"""
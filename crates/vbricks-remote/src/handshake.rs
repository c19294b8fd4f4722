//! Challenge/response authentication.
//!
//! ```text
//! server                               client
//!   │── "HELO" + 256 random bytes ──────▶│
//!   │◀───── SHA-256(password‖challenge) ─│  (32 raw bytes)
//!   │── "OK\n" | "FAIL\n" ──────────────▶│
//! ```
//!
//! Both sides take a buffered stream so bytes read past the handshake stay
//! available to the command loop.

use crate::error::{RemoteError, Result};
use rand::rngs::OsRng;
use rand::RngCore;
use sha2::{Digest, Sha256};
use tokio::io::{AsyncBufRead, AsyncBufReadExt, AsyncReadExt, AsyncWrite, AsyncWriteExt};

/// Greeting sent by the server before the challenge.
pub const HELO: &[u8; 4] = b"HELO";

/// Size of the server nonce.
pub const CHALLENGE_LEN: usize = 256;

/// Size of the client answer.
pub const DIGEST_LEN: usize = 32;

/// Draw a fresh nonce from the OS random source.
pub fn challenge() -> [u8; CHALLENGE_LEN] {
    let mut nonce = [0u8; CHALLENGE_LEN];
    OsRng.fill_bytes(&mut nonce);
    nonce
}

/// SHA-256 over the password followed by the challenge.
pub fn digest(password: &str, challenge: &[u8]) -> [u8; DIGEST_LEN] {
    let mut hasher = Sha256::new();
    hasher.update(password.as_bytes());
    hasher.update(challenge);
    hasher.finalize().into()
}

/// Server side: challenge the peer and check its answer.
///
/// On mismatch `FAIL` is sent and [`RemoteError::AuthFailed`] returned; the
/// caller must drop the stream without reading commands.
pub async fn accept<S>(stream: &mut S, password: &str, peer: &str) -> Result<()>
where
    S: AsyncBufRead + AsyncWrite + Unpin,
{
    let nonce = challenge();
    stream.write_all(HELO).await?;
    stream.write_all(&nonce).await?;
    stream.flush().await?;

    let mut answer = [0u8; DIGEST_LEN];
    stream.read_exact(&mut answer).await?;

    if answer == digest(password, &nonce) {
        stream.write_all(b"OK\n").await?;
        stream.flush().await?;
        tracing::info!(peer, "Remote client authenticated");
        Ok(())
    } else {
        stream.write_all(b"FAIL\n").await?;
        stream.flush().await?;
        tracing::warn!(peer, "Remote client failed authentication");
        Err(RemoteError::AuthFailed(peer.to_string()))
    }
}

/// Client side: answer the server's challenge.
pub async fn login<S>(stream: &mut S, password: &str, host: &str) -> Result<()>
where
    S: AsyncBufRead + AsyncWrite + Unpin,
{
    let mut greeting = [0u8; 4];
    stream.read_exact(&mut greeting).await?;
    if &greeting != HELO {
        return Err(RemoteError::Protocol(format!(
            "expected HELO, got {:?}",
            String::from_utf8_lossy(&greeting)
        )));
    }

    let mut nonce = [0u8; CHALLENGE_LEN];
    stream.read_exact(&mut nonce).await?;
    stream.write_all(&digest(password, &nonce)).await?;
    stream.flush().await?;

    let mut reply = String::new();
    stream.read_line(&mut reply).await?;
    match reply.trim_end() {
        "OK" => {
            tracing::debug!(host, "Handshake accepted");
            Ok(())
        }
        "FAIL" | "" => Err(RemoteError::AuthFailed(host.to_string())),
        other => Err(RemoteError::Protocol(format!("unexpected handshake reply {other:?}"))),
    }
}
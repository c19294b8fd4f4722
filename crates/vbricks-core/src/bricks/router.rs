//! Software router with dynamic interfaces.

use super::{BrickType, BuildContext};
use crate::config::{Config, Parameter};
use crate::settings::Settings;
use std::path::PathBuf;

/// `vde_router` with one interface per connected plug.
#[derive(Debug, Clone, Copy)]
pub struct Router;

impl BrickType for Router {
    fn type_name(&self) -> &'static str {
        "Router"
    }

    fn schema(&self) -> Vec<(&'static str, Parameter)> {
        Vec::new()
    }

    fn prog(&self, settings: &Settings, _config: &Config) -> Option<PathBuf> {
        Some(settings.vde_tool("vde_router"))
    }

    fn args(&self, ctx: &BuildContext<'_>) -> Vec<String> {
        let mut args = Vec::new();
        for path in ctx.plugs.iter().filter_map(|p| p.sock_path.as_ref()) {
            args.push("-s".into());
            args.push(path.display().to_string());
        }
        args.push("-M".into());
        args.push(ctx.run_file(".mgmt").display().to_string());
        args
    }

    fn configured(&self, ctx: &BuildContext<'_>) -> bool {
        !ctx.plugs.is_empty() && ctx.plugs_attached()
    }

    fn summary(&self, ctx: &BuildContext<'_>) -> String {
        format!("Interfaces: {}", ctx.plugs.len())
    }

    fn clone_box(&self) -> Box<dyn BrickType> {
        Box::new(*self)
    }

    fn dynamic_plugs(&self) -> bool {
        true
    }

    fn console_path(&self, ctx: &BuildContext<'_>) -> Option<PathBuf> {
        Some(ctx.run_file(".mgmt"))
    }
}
"""
About this exercise — What you return should be the lines from the beginning of the records through the one that contains "the server nonce.", repeated exactly and with no additions.

Exercise result —
filename crates/vbricks-remote/src/handshake.rs
repository c19294b8fd4f4722
//! Challenge/response authentication.
//!
//! ```text
//! server                               client
//!   │── "HELO" + 256 random bytes ──────▶│
//!   │◀───── SHA-256(password‖challenge) ─│  (32 raw bytes)
//!   │── "OK\n" | "FAIL\n" ──────────────▶│
//! ```
//!
//! Both sides take a buffered stream so bytes read past the handshake stay
//! available to the command loop.

use crate::error::{RemoteError, Result};
use rand::rngs::OsRng;
use rand::RngCore;
use sha2::{Digest, Sha256};
use tokio::io::{AsyncBufRead, AsyncBufReadExt, AsyncReadExt, AsyncWrite, AsyncWriteExt};

/// Greeting sent by the server before the challenge.
pub const HELO: &[u8; 4] = b"HELO";

/// Size of the server nonce.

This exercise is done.